When Alterman made the transition to first-time feature director, he had the trust of Ferrell as a result of the creativity and commitment he had shown during their collaboration on Elf. “The project came a long way,” says Ferrell. “Kent was amazing. We were really impressed by the fact that he had really smart, creative ideas.”
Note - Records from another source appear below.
use serde::{Deserialize, Serialize};

use crate::{Color, PixelFormat, ReelError, ReelResult};

/// How many frame slots the pipeline keeps in flight.
#[derive(Debug, Clone, Copy, PartialEq, Eq, Deserialize, Serialize)]
#[serde(rename_all = "lowercase")]
pub enum Buffering {
    /// One slot, rendered inline on the presentation thread.
    Single,
    Double,
    Triple,
}

impl Buffering {
    pub fn slot_count(&self) -> usize {
        match self {
            Buffering::Single => 1,
            Buffering::Double => 2,
            Buffering::Triple => 3,
        }
    }

    /// Whether frames are produced on a dedicated render thread.
    pub fn is_threaded(&self) -> bool {
        !matches!(self, Buffering::Single)
    }
}

impl Default for Buffering {
    fn default() -> Self {
        Buffering::Double
    }
}

/// Which rendering path to start on.
#[derive(Debug, Clone, Copy, PartialEq, Eq, Deserialize, Serialize)]
#[serde(rename_all = "lowercase")]
pub enum BackendPreference {
    /// GPU when it initializes, software otherwise.
    Auto,
    Gpu,
    Software,
}

impl Default for BackendPreference {
    fn default() -> Self {
        BackendPreference::Auto
    }
}

#[derive(Debug, Clone, Deserialize, Serialize)]
#[serde(default)]
pub struct PlaybackConfig {
    pub loop_enabled: bool,
    /// Speed multiplier; negative plays backward.
    pub playback_rate: f64,
    /// Upper bound on a single render-worker wait, in milliseconds.
    pub worker_wait_ms: u64,
}

impl Default for PlaybackConfig {
    fn default() -> Self {
        Self {
            loop_enabled: true,
            playback_rate: 1.0,
            worker_wait_ms: 50,
        }
    }
}

#[derive(Debug, Clone, Deserialize, Serialize)]
#[serde(default)]
pub struct RenderConfig {
    pub buffering: Buffering,
    pub backend: BackendPreference,
    pub vsync: bool,
    /// Letterbox clear color, as a hex string.
    pub background: String,
    pub pixel_format: PixelFormat,
}

impl Default for RenderConfig {
    fn default() -> Self {
        Self {
            buffering: Buffering::Double,
            backend: BackendPreference::Auto,
            vsync: false,
            background: "#000000".to_string(),
            pixel_format: PixelFormat::Rgba8,
        }
    }
}

impl RenderConfig {
    pub fn background_color(&self) -> ReelResult<Color> {
        Color::parse(&self.background)
            .map_err(|e| ReelError::Config(format!("render.background: {}", e)))
    }
}

#[derive(Debug, Clone, Deserialize, Serialize)]
#[serde(default)]
pub struct FailoverConfig {
    /// Consecutive drawable failures tolerated before leaving the GPU path.
    pub threshold: u32,
}

impl Default for FailoverConfig {
    fn default() -> Self {
        Self { threshold: 10 }
    }
}

/// Player configuration, usually read from `reel.toml`.
#[derive(Debug, Clone, Deserialize, Serialize, Default)]
pub struct PlayerConfig {
    #[serde(default)]
    pub playback: PlaybackConfig,
    #[serde(default)]
    pub render: RenderConfig,
    #[serde(default)]
    pub failover: FailoverConfig,
}

impl PlayerConfig {
    pub fn load_from_file(path: &std::path::Path) -> ReelResult<Self> {
        let contents = std::fs::read_to_string(path)?;
        Self::from_toml(&contents)
    }

    pub fn from_toml(contents: &str) -> ReelResult<Self> {
        let config: PlayerConfig =
            toml::from_str(contents).map_err(|e| ReelError::Config(e.to_string()))?;
        config.validate()?;
        Ok(config)
    }

    pub fn save_to_file(&self, path: &std::path::Path) -> ReelResult<()> {
        let contents =
            toml::to_string_pretty(self).map_err(|e| ReelError::Config(e.to_string()))?;
        std::fs::write(path, contents)?;
        Ok(())
    }

    pub fn validate(&self) -> ReelResult<()> {
        if self.failover.threshold == 0 {
            return Err(ReelError::Config(
                "failover.threshold must be at least 1".into(),
            ));
        }
        if !self.playback.playback_rate.is_finite() {
            return Err(ReelError::Config(
                "playback.playback_rate must be a finite number".into(),
            ));
        }
        self.render.background_color()?;
        Ok(())
    }
}

#[cfg(test)]
mod tests {
    use super::*;

    #[test]
    fn test_defaults() {
        let config = PlayerConfig::default();
        assert_eq!(config.failover.threshold, 10);
        assert_eq!(config.render.buffering.slot_count(), 2);
        assert!(config.playback.loop_enabled);
        assert!(!config.render.vsync);
    }

    #[test]
    fn test_partial_toml_keeps_defaults() {
        let config = PlayerConfig::from_toml(
            r#"
            [render]
            buffering = "triple"
            backend = "software"

            [failover]
            threshold = 3
            "#,
        )
        .unwrap();
        assert_eq!(config.render.buffering, Buffering::Triple);
        assert_eq!(config.render.backend, BackendPreference::Software);
        assert_eq!(config.failover.threshold, 3);
        assert_eq!(config.playback.worker_wait_ms, 50);
        assert_eq!(config.playback.playback_rate, 1.0);
    }

    #[test]
    fn test_infinite_rate_rejected() {
        let err = PlayerConfig::from_toml("[playback]\nplayback_rate = inf\n").unwrap_err();
        assert!(err.to_string().contains("playback_rate"));
    }

    #[test]
    fn test_zero_threshold_rejected() {
        let err = PlayerConfig::from_toml("[failover]\nthreshold = 0\n").unwrap_err();
        assert!(matches!(err, ReelError::Config(_)));
    }

    #[test]
    fn test_bad_background_rejected() {
        let err = PlayerConfig::from_toml("[render]\nbackground = \"#xyz123\"\n").unwrap_err();
        assert!(err.to_string().contains("render.background"));
    }

    #[test]
    fn test_single_buffering_is_inline() {
        assert!(!Buffering::Single.is_threaded());
        assert!(Buffering::Triple.is_threaded());
    }
}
Coincidentally, Alterman has his own personal connection to the ABA, growing up in San Antonio, Texas in the mid-seventies when the Dallas Chapparals of the ABA moved to San Antonio and became the ABA Spurs. In an attempt to jump start fan interest and make the franchise more community-based, the majority owners offered shares of the team to the town at large. Alterman’s father, uncle and a friend went in together and bought one share of the team (spending about $700 each). Alterman and his family then had mid-court seats on the third row and he became a smart-aleck fixture at the Hemisphere Arena. Alterman, using his megaphone to harass, once provoked a visiting player to come into the stands and threaten him harm, something Alterman is not proud of today.
Additionally, he and his family were invited by the majority owners to join the team on a road trip, traveling to New York to see the Spurs play the New York Nets (who were led by their star player Julius “Dr. J” Erving)
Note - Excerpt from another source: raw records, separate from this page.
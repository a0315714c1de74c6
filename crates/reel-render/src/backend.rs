//! The presentation backend seam.
//!
//! A backend owns whatever sits between a finished frame and the screen:
//! a wgpu surface for [`GpuBackend`](crate::gpu::GpuBackend), or an image
//! ring feeding a [`FrameSink`] for
//! [`SoftwareBackend`](crate::software::SoftwareBackend). The presenter
//! only ever talks to `dyn PresentBackend`.

use std::sync::atomic::{AtomicU64, Ordering};
use std::sync::Arc;

use parking_lot::Mutex;
use reel_core::{FrameBuffer, PixelFormat, ReelResult};

#[derive(Debug, Clone, Copy, PartialEq, Eq, Hash, serde::Serialize)]
#[serde(rename_all = "lowercase")]
pub enum BackendKind {
    Gpu,
    Software,
}

impl std::fmt::Display for BackendKind {
    fn fmt(&self, f: &mut std::fmt::Formatter<'_>) -> std::fmt::Result {
        match self {
            BackendKind::Gpu => write!(f, "gpu"),
            BackendKind::Software => write!(f, "software"),
        }
    }
}

/// Receives frames from the software path: a window blitter, a test
/// harness, or [`MemorySink`].
pub trait FrameSink: Send + Sync {
    fn display(&self, frame: &FrameBuffer);
}

/// Keeps the most recent frame in memory. Used for headless playback.
#[derive(Debug, Default)]
pub struct MemorySink {
    last: Mutex<Option<FrameBuffer>>,
    frames: AtomicU64,
}

impl MemorySink {
    pub fn new() -> Self {
        Self::default()
    }

    pub fn last_frame(&self) -> Option<FrameBuffer> {
        self.last.lock().clone()
    }

    pub fn frames_displayed(&self) -> u64 {
        self.frames.load(Ordering::Relaxed)
    }
}

impl FrameSink for MemorySink {
    fn display(&self, frame: &FrameBuffer) {
        let mut last = self.last.lock();
        let copied = last.as_mut().is_some_and(|existing| existing.copy_from(frame));
        if !copied {
            *last = Some(frame.clone());
        }
        self.frames.fetch_add(1, Ordering::Relaxed);
    }
}

/// Where frames end up.
#[derive(Clone)]
pub struct OutputTarget {
    pub width: u32,
    pub height: u32,
    pub format: PixelFormat,
    pub vsync: bool,
    /// Frames the backend may queue ahead; the pool's slot count.
    pub frames_in_flight: u32,
    /// Native window for the GPU path.
    pub window: Option<Arc<dyn wgpu::WindowHandle>>,
    /// Destination for the software path.
    pub sink: Option<Arc<dyn FrameSink>>,
}

impl OutputTarget {
    pub fn new(width: u32, height: u32) -> Self {
        Self {
            width,
            height,
            format: PixelFormat::Rgba8,
            vsync: false,
            frames_in_flight: 2,
            window: None,
            sink: None,
        }
    }

    pub fn with_window(mut self, window: Arc<dyn wgpu::WindowHandle>) -> Self {
        self.window = Some(window);
        self
    }

    pub fn with_sink(mut self, sink: Arc<dyn FrameSink>) -> Self {
        self.sink = Some(sink);
        self
    }
}

impl std::fmt::Debug for OutputTarget {
    fn fmt(&self, f: &mut std::fmt::Formatter<'_>) -> std::fmt::Result {
        f.debug_struct("OutputTarget")
            .field("width", &self.width)
            .field("height", &self.height)
            .field("format", &self.format)
            .field("vsync", &self.vsync)
            .field("frames_in_flight", &self.frames_in_flight)
            .field("window", &self.window.is_some())
            .field("sink", &self.sink.is_some())
            .finish()
    }
}

static NEXT_DRAWABLE: AtomicU64 = AtomicU64::new(1);

/// What a drawable wraps.
#[derive(Debug)]
pub enum DrawableTarget {
    Surface(wgpu::SurfaceTexture),
    /// Index into a backend-owned image ring.
    Image(usize),
}

/// A presentable image acquired from a backend.
///
/// Each drawable is either presented or discarded exactly once; both
/// consume it.
#[must_use = "an acquired drawable must be presented or discarded"]
#[derive(Debug)]
pub struct Drawable {
    serial: u64,
    kind: BackendKind,
    target: DrawableTarget,
}

impl Drawable {
    pub fn new(kind: BackendKind, target: DrawableTarget) -> Self {
        Self {
            serial: NEXT_DRAWABLE.fetch_add(1, Ordering::Relaxed),
            kind,
            target,
        }
    }

    pub fn serial(&self) -> u64 {
        self.serial
    }

    pub fn kind(&self) -> BackendKind {
        self.kind
    }

    pub fn target(&self) -> &DrawableTarget {
        &self.target
    }

    pub fn into_target(self) -> DrawableTarget {
        self.target
    }
}

/// Result of asking a backend for a drawable.
#[derive(Debug)]
pub enum Acquire {
    Ready(Drawable),
    /// Nothing presentable right now (surface timeout, out-of-date
    /// swapchain, saturated ring). Counts toward failover.
    Unavailable,
}

/// A presentation path.
///
/// Errors from `initialize` are [`ReelError::BackendInit`]. Errors from
/// `acquire_drawable` and `present` are hard faults: the presenter fails
/// over rather than retrying them.
///
/// [`ReelError::BackendInit`]: reel_core::ReelError::BackendInit
pub trait PresentBackend: Send {
    fn kind(&self) -> BackendKind;

    fn name(&self) -> &str;

    fn initialize(&mut self, target: &OutputTarget) -> ReelResult<()>;

    fn acquire_drawable(&mut self) -> ReelResult<Acquire>;

    /// Show `frame` on `drawable`. The frame is already letterboxed to the
    /// output size.
    fn present(&mut self, drawable: Drawable, frame: &FrameBuffer) -> ReelResult<()>;

    /// Give back a drawable without showing anything.
    fn discard(&mut self, drawable: Drawable);

    /// Take back the image behind a drawable that was dropped without
    /// being presented or discarded. Backends whose drawables release
    /// themselves on drop keep the default.
    fn reclaim(&mut self, _serial: u64) {}

    fn resize(&mut self, width: u32, height: u32) -> ReelResult<()>;

    fn set_vsync(&mut self, enabled: bool) -> ReelResult<()>;

    /// Block until all submitted work has completed.
    fn synchronize(&mut self) -> ReelResult<()>;

    /// The last presented frame, if any.
    fn read_back(&mut self) -> ReelResult<Option<FrameBuffer>>;

    /// Release every resource. Idempotent.
    fn teardown(&mut self);
}

/// Creates backends for the presenter, at startup and on failover.
pub trait BackendFactory: Send {
    fn create(&mut self, kind: BackendKind) -> Box<dyn PresentBackend>;
}

/// The production factory: wgpu for GPU, the image ring for software.
#[derive(Debug, Default)]
pub struct DefaultBackends;

impl BackendFactory for DefaultBackends {
    fn create(&mut self, kind: BackendKind) -> Box<dyn PresentBackend> {
        match kind {
            BackendKind::Gpu => Box::new(crate::gpu::GpuBackend::new()),
            BackendKind::Software => Box::new(crate::software::SoftwareBackend::new()),
        }
    }
}

#[cfg(test)]
mod tests {
    use super::*;
    use reel_core::Color;

    #[test]
    fn test_memory_sink_keeps_latest() {
        let sink = MemorySink::new();
        sink.display(&FrameBuffer::solid(2, 2, &Color::RED));
        sink.display(&FrameBuffer::solid(2, 2, &Color::BLUE));
        assert_eq!(sink.frames_displayed(), 2);
        assert_eq!(sink.last_frame().unwrap().get_pixel(0, 0), Some([0, 0, 255, 255]));
        // A size change replaces the stored frame.
        sink.display(&FrameBuffer::solid(3, 1, &Color::GREEN));
        assert_eq!(sink.last_frame().unwrap().dimensions(), (3, 1));
    }

    #[test]
    fn test_drawable_serials_are_unique() {
        let a = Drawable::new(BackendKind::Software, DrawableTarget::Image(0));
        let b = Drawable::new(BackendKind::Software, DrawableTarget::Image(0));
        assert_ne!(a.serial(), b.serial());
        assert!(matches!(b.into_target(), DrawableTarget::Image(0)));
        let _ = a.into_target();
    }
}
Several of Alterman’s experiences at these games find their way in to Semi-Pro. For instance, he bought a game program before every home game and harassed the P.A. announcer to rig the random drawing and call his program number for a chance at the halftime three-point shot. It took nearly a full season to wear down the announcer, but when called, Alterman hit the shot and won a gift certificate to a local men’s store. This inspired the sequence where the character Dukes, played by Jackie Earle Haley, hits a 3-point shot.
The first time the Spurs made it to the playoffs, the cover photo of the program was not the expected shot of Spurs star George Gervin, but a crowd shot featuring Alterman, megaphone in hand. That cover photo became the image for the Flint, Michigan Mega Bowl at the end of Semi-Pro.
The filmmakers set out to bring together an impressive cast of gifted comedians and actors to complement Ferrell.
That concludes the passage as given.